É o porte ilegal de armas que impulsiona a violência armada. Posse legal impulsiona o suicídio: os EUA têm o maior número de armas de porte legalizado per capita no mundo e também tem as maiores taxas de suicídio com arma de fogo no mundo. Lugares como El Salvador têm taxas muito maiores de porte ilegal de armas e resultados muito maiores de violência.

O que você acha da questão sobre porte de armas nos EUA?

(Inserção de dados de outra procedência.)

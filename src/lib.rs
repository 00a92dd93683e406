//! Quarry: typed query compilation for entity-mapped SQL.
//!
//! Entities are described by [`EntityDecl`]s and validated into immutable
//! [`EntityDescriptor`]s. Statements are assembled from [`Template`]
//! fragments or the fluent builders in [`query`], then compiled into SQL
//! text with positionally ordered parameters. Joins between related
//! entities are inferred from foreign keys; aliases are unique per scope.
//!
//! ```no_run
//! use quarry::{Catalog, CompileConfig, Context, EntityDecl, Predicate, QueryBuilder};
//!
//! let ctx = Context::from_catalog(
//!     Catalog::new()
//!         .with(EntityDecl::new("owner", "owner").id("id").column("last_name"))
//!         .with(EntityDecl::new("pet", "pet").id("id").column("name").relation("owner", "owner")),
//!     CompileConfig::default(),
//! );
//! let statement = QueryBuilder::new("pet")
//!     .filter(Predicate::eq("owner.last_name", "Davis"))
//!     .to_statement(&ctx)?;
//! assert_eq!(statement.params.len(), 1);
//! # Ok::<(), quarry::QueryError>(())
//! ```

pub mod config;
pub mod context;
pub mod error;
pub mod exec;
pub mod model;
pub mod query;
pub mod value;

pub use config::{AliasResolveStrategy, CompileConfig, PlaceholderStyle, DEFAULT_BATCH_SIZE};
pub use context::Context;
pub use error::{ExecutorError, ExecutorErrorKind, QueryError, QueryErrorWithCode, Result};
pub use exec::{
    BatchCursor, BatchOutcome, DerivedOutcome, RecordMaterializer, ResultMaterializer, Row,
    Session, StatementExecutor,
};
pub use model::{
    Catalog, ColumnDecl, ComponentDecl, EntityDecl, EntityDescriptor, Ref, RelationDecl, Registry,
};
pub use query::{
    Arg, ColumnRef, DeleteBuilder, DerivedQuery, EntityRef, InsertBuilder, JoinKind, JoinSpec,
    Metamodel, Operand, Operator, ParamKind, Predicate, QueryBuilder, Statement, Template,
    UpdateBuilder,
};
pub use value::{BoundParam, Record, SqlType, Value};

#[cfg(feature = "sqlite")]
pub use exec::sqlite::SqliteExecutor;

Não sou totalmente contra as armas em si. Acho que existe um papel para a caça e atividades esportivas com armas. O desafio está na regulamentação. Por exemplo, a Islândia tem uma das maiores taxas de porte de armas, mas nenhuma morte por arma de fogo. Isso porque os níveis de controle são altos: há processos pelos quais você tem de passar para poder ter uma arma. O país também tem um dos menores níveis de tráfico e criminalidade no geral, além de um sistema legal liberal – todas essas coisas contribuem para que a Islândia não tenha uma violência armada potencial. Os EUA, por outro lado, têm um sistema legal punitivo, com a segunda maior taxa de encarceramento per capita no mundo.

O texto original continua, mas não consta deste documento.